Indeed, there are special rules for options market makers that allow them to more easily and with fewer restrictions make short sales to hedge their options positions...



The things you say are true, but it doesn't mean the options market isn't a zero sum game.

If you consider every security trade by people who are participants in the the options market (as you seem to), including their trades in shares, then no, it's not zero sum, because share ownership isn't a zero sum game. But I don't think that's a useful way to delineate "the options market"...you're including non-options in the discussion.

If you consider only the set of all standard traded option contracts, that is in aggregate a zero sum game. An option contract can't ever create or destroy the underlying shares, nor ever affect the value of the underlying shares in any way.

None of the ways that an option contract can be bought, or sold, or come into existence, or cease to exist, or expire, or be exercised, can change the number of shares in existence or their value.
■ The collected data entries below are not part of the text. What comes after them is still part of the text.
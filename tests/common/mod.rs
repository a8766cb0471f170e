//! Common test helpers for integration tests.
//!
//! # Note
//!
//! The `#![allow(dead_code)]` attribute is necessary because Rust compiles each
//! integration test file as a separate crate, and not every file uses every helper.

#![allow(dead_code)]

use std::sync::Arc;

use axum::Router;
use axum::body::Body;
use axum::http::{Method, Request, StatusCode, header};
use http_body_util::BodyExt;
use serde_json::Value;
use tempfile::TempDir;
use tokio::net::TcpListener;
use tower::ServiceExt;

use task_tracker::api::{AppState, create_router};
use task_tracker::infrastructure::UnavailableTaskRepository;

/// Body of the static page written into every test asset directory.
pub const INDEX_HTML: &str = "<!DOCTYPE html><title>Task Tracker</title>";

// =============================================================================
// Router Helpers
// =============================================================================

/// A router over `state` whose static directory lives as long as the returned guard.
pub fn create_test_router(state: AppState) -> (Router, TempDir) {
    let static_dir = tempfile::tempdir().expect("Failed to create static dir");
    std::fs::write(static_dir.path().join("index.html"), INDEX_HTML)
        .expect("Failed to write index.html");

    (create_router(state, static_dir.path()), static_dir)
}

/// An in-memory backed router.
pub fn create_in_memory_router() -> (Router, TempDir) {
    create_test_router(AppState::in_memory())
}

/// A router whose store fails every call, as after a failed database connection.
pub fn create_unavailable_router() -> (Router, TempDir) {
    create_test_router(AppState::new(Arc::new(UnavailableTaskRepository::new(
        "connection refused (password=hunter2)",
    ))))
}

// =============================================================================
// Request Helpers
// =============================================================================

/// Raw response: status plus body bytes.
pub struct TestResponse {
    pub status: StatusCode,
    pub body: Vec<u8>,
}

impl TestResponse {
    pub fn json(&self) -> Value {
        serde_json::from_slice(&self.body).unwrap_or(Value::Null)
    }

    pub fn text(&self) -> String {
        String::from_utf8_lossy(&self.body).into_owned()
    }

    pub fn error_message(&self) -> String {
        self.json()["error"]
            .as_str()
            .expect("Response has no error field")
            .to_string()
    }
}

/// Sends one request through the router.
pub async fn send(router: &Router, method: Method, uri: &str, body: Option<&str>) -> TestResponse {
    let builder = Request::builder().method(method).uri(uri);
    let request = match body {
        Some(body) => builder
            .header(header::CONTENT_TYPE, "application/json")
            .body(Body::from(body.to_string())),
        None => builder.body(Body::empty()),
    }
    .expect("Failed to build request");

    let response = router
        .clone()
        .oneshot(request)
        .await
        .expect("Router failed");

    let status = response.status();
    let body = response
        .into_body()
        .collect()
        .await
        .expect("Failed to read body")
        .to_bytes()
        .to_vec();

    TestResponse { status, body }
}

/// Creates a task through the API and returns its JSON.
pub async fn create_task(router: &Router, title: &str) -> Value {
    let body = serde_json::json!({ "title": title }).to_string();
    let response = send(router, Method::POST, "/tasks", Some(&body)).await;
    assert_eq!(response.status, StatusCode::CREATED);
    response.json()
}

// =============================================================================
// Live Server
// =============================================================================

/// Serves `state` on an ephemeral local port and returns the base URL.
pub async fn spawn_server(state: AppState) -> (String, TempDir) {
    let (router, static_dir) = create_test_router(state);

    let listener = TcpListener::bind("127.0.0.1:0")
        .await
        .expect("Failed to bind");
    let address = listener.local_addr().expect("No local address");

    tokio::spawn(async move {
        axum::serve(listener, router).await.expect("Server failed");
    });

    (format!("http://{address}"), static_dir)
}
//! Task store stand-in used when no database connection could be established.
//!
//! The server keeps listening after a failed startup connection; every store
//! call then fails with [`RepositoryError::Unavailable`] and surfaces as a 500.

use async_trait::async_trait;

use crate::domain::{Task, TaskChanges, TaskId};
use crate::infrastructure::{RepositoryError, TaskRepository};

/// A `TaskRepository` whose every operation fails.
#[derive(Debug, Clone)]
pub struct UnavailableTaskRepository {
    reason: String,
}

impl UnavailableTaskRepository {
    /// Creates a repository that reports `reason` on every call.
    #[must_use]
    pub fn new(reason: impl Into<String>) -> Self {
        Self {
            reason: reason.into(),
        }
    }

    fn unavailable(&self) -> RepositoryError {
        RepositoryError::Unavailable(self.reason.clone())
    }
}

#[async_trait]
impl TaskRepository for UnavailableTaskRepository {
    async fn create(&self, _title: &str) -> Result<Task, RepositoryError> {
        Err(self.unavailable())
    }

    async fn list_newest_first(&self) -> Result<Vec<Task>, RepositoryError> {
        Err(self.unavailable())
    }

    async fn find_by_id(&self, _id: &TaskId) -> Result<Option<Task>, RepositoryError> {
        Err(self.unavailable())
    }

    async fn update(
        &self,
        _id: &TaskId,
        _changes: &TaskChanges,
    ) -> Result<Option<Task>, RepositoryError> {
        Err(self.unavailable())
    }

    async fn delete(&self, _id: &TaskId) -> Result<Option<Task>, RepositoryError> {
        Err(self.unavailable())
    }
}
So there is an absolute perimeter that you can draw around the options market that is nothing but the option contracts themselves, and the money passing between the people writing them, buying them, selling them, or seeing them expire. An option assignment doesn't create a share, it just obliges someone to move some already existing shares from one place to another.

Ultimately, all of the money received from selling options exactly equals the amount of money paid to buy options. It's an identity, true in every sub-period and over time.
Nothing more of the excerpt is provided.